On Wednesday, Paul sent an invitation to other lawmakers inviting them to come grab coffee with him on the Capitol steps.
“Maybe by chatting over coffee together we can just talk and see if we can get along,” he wrote.
So on this sunny Thursday morning, reporters gathered in front of the Capitol steps to await members and witness the impending breakthrough.
A large vat of coffee from Corner Bakery awaited decaffeinated Senators.
Paul was the first to arrive. For a time, he huddled on the side with aides, awaiting some company. It is hard to be the first person at a party.
He was shortly joined by Kentucky Rep. Brett Guthrie, another Republican. An aide walked up the steps and got them coffee, and the coffee drinking part of the event commenced.
Next up was Republican South Carolina Rep. Mick Mulvaney, and he was quickly followed by Wyoming Republican Sen. John Barrasso, who made a much grander entrance than anyone else, by descending the Capitol steps.
Then came Georgia Sen. Johnny Isakson. Barrasso and Mulvaney took seats on the steps, and began their important discussions, like which lawmakers attended Georgetown for their undergraduate degree, and then they quickly moved on to baseball cards.
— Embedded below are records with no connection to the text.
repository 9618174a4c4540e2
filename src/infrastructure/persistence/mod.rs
pub mod artifact_store;

pub use artifact_store::FileArtifactStore;
//! Static CSV price history, used when the live source is unavailable.
//!
//! Expects a header row with a `Date` column and a `Close` column. Without a
//! `Close` column the last numeric column is used. When a `Symbol` column is
//! present and any row matches the requested symbol, only those rows are kept.
//! An optional `Volume` column is attached to each point.

use crate::domain::errors::ForecastError;
use crate::domain::market::{PricePoint, PriceSeries};
use crate::domain::ports::PriceDataService;
use anyhow::{Context, Result};
use async_trait::async_trait;
use chrono::NaiveDate;
use std::io::Read;
use std::path::{Path, PathBuf};
use tracing::{info, warn};

const DATE_FORMATS: [&str; 4] = ["%Y-%m-%d", "%d-%m-%Y", "%d/%m/%Y", "%m/%d/%Y"];

pub struct CsvPriceService {
    path: PathBuf,
}

impl CsvPriceService {
    pub fn new(path: impl Into<PathBuf>) -> Self {
        Self { path: path.into() }
    }

    pub fn path(&self) -> &Path {
        &self.path
    }

    fn load(&self, symbol: &str) -> Result<PriceSeries> {
        let file = std::fs::File::open(&self.path)
            .with_context(|| format!("Failed to open price CSV {}", self.path.display()))?;
        let series = parse_closes(file, symbol)?;
        info!(
            "CsvPriceService: Loaded {} closes from {}",
            series.len(),
            self.path.display()
        );
        Ok(series)
    }
}

fn parse_date(raw: &str) -> Option<NaiveDate> {
    // Accept a trailing time component ("2024-01-02 00:00:00")
    let day = raw.trim().split([' ', 'T']).next()?;
    DATE_FORMATS
        .iter()
        .find_map(|fmt| NaiveDate::parse_from_str(day, fmt).ok())
}

fn find_column(headers: &csv::StringRecord, name: &str) -> Option<usize> {
    headers
        .iter()
        .position(|h| h.trim().eq_ignore_ascii_case(name))
}

fn parse_closes<R: Read>(reader: R, symbol: &str) -> Result<PriceSeries> {
    let mut rdr = csv::Reader::from_reader(reader);
    let headers = rdr.headers().context("Price CSV has no header row")?.clone();
    let records: Vec<csv::StringRecord> = rdr
        .records()
        .collect::<std::result::Result<_, _>>()
        .context("Failed to read price CSV records")?;

    let date_idx = find_column(&headers, "Date").context("Price CSV has no Date column")?;
    let volume_idx = find_column(&headers, "Volume");
    let close_idx = match find_column(&headers, "Close") {
        Some(idx) => idx,
        None => {
            let first = records.first().context("Price CSV has no rows")?;
            let idx = (0..headers.len())
                .rev()
                .filter(|idx| *idx != date_idx && Some(*idx) != volume_idx)
                .find(|idx| first.get(*idx).is_some_and(|v| v.trim().parse::<f64>().is_ok()))
                .context("Price CSV has no numeric column")?;
            warn!(
                "CsvPriceService: No Close column, using '{}'",
                headers.get(idx).unwrap_or_default()
            );
            idx
        }
    };

    let symbol_idx = find_column(&headers, "Symbol");
    let matches_symbol = |record: &csv::StringRecord| match symbol_idx {
        Some(idx) => record.get(idx).is_some_and(|s| s.trim() == symbol),
        None => true,
    };
    let filter_by_symbol = symbol_idx.is_some() && records.iter().any(matches_symbol);

    let points = records
        .iter()
        .filter(|record| !filter_by_symbol || matches_symbol(*record))
        .filter_map(|record| {
            let date = parse_date(record.get(date_idx)?)?;
            let close = record.get(close_idx)?.trim().parse::<f64>().ok()?;
            if !close.is_finite() {
                return None;
            }
            let point = PricePoint::new(date, close);
            let volume = volume_idx
                .and_then(|idx| record.get(idx))
                .and_then(|v| v.trim().parse::<f64>().ok());
            Some(match volume {
                Some(volume) if volume.is_finite() => point.with_volume(volume),
                _ => point,
            })
        })
        .collect();

    Ok(PriceSeries::from_unordered(points))
}

#[async_trait]
impl PriceDataService for CsvPriceService {
    /// Returns the whole file: the bundled dataset is static and usually ends before
    /// the requested range, so the range is not applied.
    async fn fetch_closes(
        &self,
        symbol: &str,
        _start: NaiveDate,
        _end: NaiveDate,
    ) -> Result<PriceSeries, ForecastError> {
        let loader = CsvPriceService::new(self.path.clone());
        let symbol_owned = symbol.to_string();
        tokio::task::spawn_blocking(move || loader.load(&symbol_owned))
            .await
            .map_err(anyhow::Error::from)
            .and_then(|r| r)
            .map_err(|e| ForecastError::DataUnavailable {
                source_name: self.name().to_string(),
                reason: format!("{:#}", e),
            })
    }

    fn name(&self) -> &str {
        "csv"
    }
}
Mulvaney joked to Paul: “Those may be the ugliest dress shoes I have seen in a long time.” Paul appeared unperturbed.
Then came another Kentucky Republican: Rep. Thomas Massie. He grabbed his own coffee.
The circle tightened, and the press inched closer and closer to better hear their conversations. We were not close enough, however, to understand Rep. Mulvaney’s Obamacare joke, which involved asking if people liked his tie, and something about a third party exchange.
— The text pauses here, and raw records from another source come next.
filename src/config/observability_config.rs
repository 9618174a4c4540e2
//! Observability configuration parsing from environment variables.

use std::env;

/// Observability environment configuration
#[derive(Debug, Clone)]
pub struct ObservabilityEnvConfig {
    /// Emit a `METRICS_JSON:` snapshot after each command
    pub enabled: bool,
}

impl Default for ObservabilityEnvConfig {
    fn default() -> Self {
        Self { enabled: true }
    }
}

impl ObservabilityEnvConfig {
    pub fn from_env() -> Self {
        Self {
            enabled: env::var("OBSERVABILITY_ENABLED")
                .unwrap_or_else(|_| "true".to_string())
                .parse::<bool>()
                .unwrap_or(true),
        }
    }
}
use crate::domain::errors::ForecastError;
use crate::domain::market::PriceSeries;
use crate::domain::ml::{Forecast, ForecastPoint, ModelArtifact};
use chrono::Duration;
use ndarray::Array2;
use std::collections::VecDeque;
use tracing::debug;

/// Autoregressive multi-step forecaster over a trained artifact.
///
/// The last `window_len` closes are scaled with the stored scaler; each step's
/// prediction is appended and the oldest value dropped, so later steps are built
/// on earlier predictions and errors compound.
pub struct Predictor<'a> {
    artifact: &'a ModelArtifact,
}

impl<'a> Predictor<'a> {
    pub fn new(artifact: &'a ModelArtifact) -> Self {
        Self { artifact }
    }

    pub fn from_artifact(artifact: Option<&'a ModelArtifact>) -> Result<Self, ForecastError> {
        artifact.map(Self::new).ok_or(ForecastError::ModelUnavailable)
    }

    pub fn forecast(&self, series: &PriceSeries, horizon: usize) -> Result<Forecast, ForecastError> {
        let window_len = self.artifact.window_len();
        let last = match series.last() {
            Some(point) if series.len() >= window_len => *point,
            _ => {
                // Exactly one window of closes is enough
                return Err(ForecastError::InsufficientHistory {
                    required: window_len.saturating_sub(1),
                    actual: series.len(),
                });
            }
        };

        let closes = series.closes();
        let scaler = &self.artifact.scaler;
        let mut window: VecDeque<f64> = closes[closes.len() - window_len..]
            .iter()
            .map(|price| scaler.transform(*price))
            .collect();

        let mut scaled_predictions = Vec::with_capacity(horizon);
        for _ in 0..horizon {
            let input = Array2::from_shape_fn((1, window_len), |(_, j)| window[j]);
            let next = self.artifact.model.predict(&input)[0];
            scaled_predictions.push(next);
            window.pop_front();
            window.push_back(next);
        }

        let prices = scaler.inverse_transform_all(&scaled_predictions);
        let points: Vec<ForecastPoint> = prices
            .into_iter()
            .enumerate()
            .map(|(idx, predicted_price)| ForecastPoint {
                date: last.date + Duration::days(idx as i64 + 1),
                predicted_price,
                day: idx + 1,
            })
            .collect();

        debug!("Forecast {} days from {} ({:.2})", horizon, last.date, last.close);

        Ok(Forecast {
            points,
            current_price: last.close,
            last_date: last.date,
        })
    }
}

#[cfg(test)]
mod tests {
    use super::*;
    use crate::domain::market::PricePoint;
    use crate::domain::ml::network::{ConvPadding, ForecastModel, ModelConfig};
    use crate::domain::ml::{MinMaxScaler, ModelMetrics, RegressionReport, TrainingHistory};
    use chrono::NaiveDate;
    use rand::SeedableRng;
    use rand::rngs::StdRng;

    fn artifact(window_len: usize) -> ModelArtifact {
        let mut rng = StdRng::seed_from_u64(5);
        let model = ForecastModel::new(ModelConfig::new(window_len, ConvPadding::Same), &mut rng).unwrap();
        let report = RegressionReport::evaluate(&[1.0], &[1.0]);
        let metrics = ModelMetrics::from_training(&report, &TrainingHistory::default());
        ModelArtifact::new(model, MinMaxScaler { min: 100.0, max: 200.0 }, metrics)
    }

    fn series(n: usize) -> PriceSeries {
        let start = NaiveDate::from_ymd_opt(2024, 3, 1).unwrap();
        PriceSeries::new(
            (0..n)
                .map(|i| PricePoint::new(start + Duration::days(i as i64), 120.0 + i as f64))
                .collect(),
        )
        .unwrap()
    }

    #[test]
    fn test_missing_artifact_is_model_unavailable() {
        assert!(matches!(
            Predictor::from_artifact(None),
            Err(ForecastError::ModelUnavailable)
        ));
    }

    #[test]
    fn test_forecast_days_and_dates() {
        let artifact = artifact(10);
        let history = series(30);
        let forecast = Predictor::new(&artifact).forecast(&history, 5).unwrap();

        assert_eq!(forecast.horizon(), 5);
        assert_eq!(forecast.current_price, 149.0);
        let last_date = NaiveDate::from_ymd_opt(2024, 3, 30).unwrap();
        assert_eq!(forecast.last_date, last_date);
        for (idx, point) in forecast.points.iter().enumerate() {
            assert_eq!(point.day, idx + 1);
            assert_eq!(point.date, last_date + Duration::days(idx as i64 + 1));
            assert!(point.predicted_price.is_finite());
        }
    }

    #[test]
    fn test_exact_window_is_enough() {
        let artifact = artifact(10);
        assert!(Predictor::new(&artifact).forecast(&series(10), 1).is_ok());
        assert!(matches!(
            Predictor::new(&artifact).forecast(&series(9), 1),
            Err(ForecastError::InsufficientHistory {
                required: 9,
                actual: 9
            })
        ));
    }

    #[test]
    fn test_each_step_feeds_the_previous_prediction_back() {
        let artifact = artifact(10);
        let history = series(30);
        let forecast = Predictor::new(&artifact).forecast(&history, 3).unwrap();

        let scaler = &artifact.scaler;
        let mut window: Vec<f64> = history.closes()[20..]
            .iter()
            .map(|c| scaler.transform(*c))
            .collect();
        let mut expected = Vec::new();
        for _ in 0..3 {
            let input = Array2::from_shape_vec((1, 10), window.clone()).unwrap();
            let next = artifact.model.predict(&input)[0];
            expected.push(next);
            window.remove(0);
            window.push(next);
        }

        // Re-predicting the unshifted window would repeat the first step
        assert!((expected[1] - expected[0]).abs() > 1e-12);
        for (point, scaled) in forecast.points.iter().zip(&expected) {
            assert!((point.predicted_price - scaler.inverse_transform(*scaled)).abs() < 1e-9);
        }
    }

    #[test]
    fn test_zero_horizon_is_empty() {
        let artifact = artifact(10);
        let forecast = Predictor::new(&artifact).forecast(&series(12), 0).unwrap();
        assert!(forecast.points.is_empty());
    }
}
With the arrival of Maine Republican Sen. Susan Collins, the coffee, though not yet bipartisan, at least became coed.
“I came for the company, not the coffee,” she said.
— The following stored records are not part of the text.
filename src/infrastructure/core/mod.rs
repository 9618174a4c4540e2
pub mod http_client_factory;

pub use http_client_factory::HttpClientFactory;
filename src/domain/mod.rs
// Price history
pub mod market;

// Windowing, scaling, network and metrics
pub mod ml;

// Port interfaces
pub mod ports;

// Repository traits
pub mod repositories;

// Domain-specific error types
pub mod errors;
Democratic Sen. Tom Carper was the next to arrive. He got right to work, grabbing the hands of Collins and Paul and declaring: “Let’s sing Kumbaya.”
Carper told reporters after that he came at the request of Senate Majority Leader Harry Reid, who was unable to attend the coffee, and had asked Carper to represent him. Carper, who is apparently very much not a coffee drinker, said he agreed to go, but only if he did not have to drink coffee.
“I was the token, but I was happy to be the token,” Carper told reporters after.
The subject turned to NASCAR, and then to baseball. Collins put a stop to that, telling the assembled members, “enough of this baseball talk.”
Collins pulled them in close, so that she could tell them “the solution” to the shutdown, without being overheard by the press, who at that point, had inched so close we were practically in the circle.
Paul, loud enough for the press to hear, said he thought it might help “once a month to have everybody sit in their chair” in the chamber and have a formal debate.
Shortly thereafter, the coffee disbanded, and members wandered back inside. But for a few minutes after, several congressmen could be seen wandering out to the steps, looking for the event. After standing around confusedly for a moment, they grabbed some coffee and wandered off again.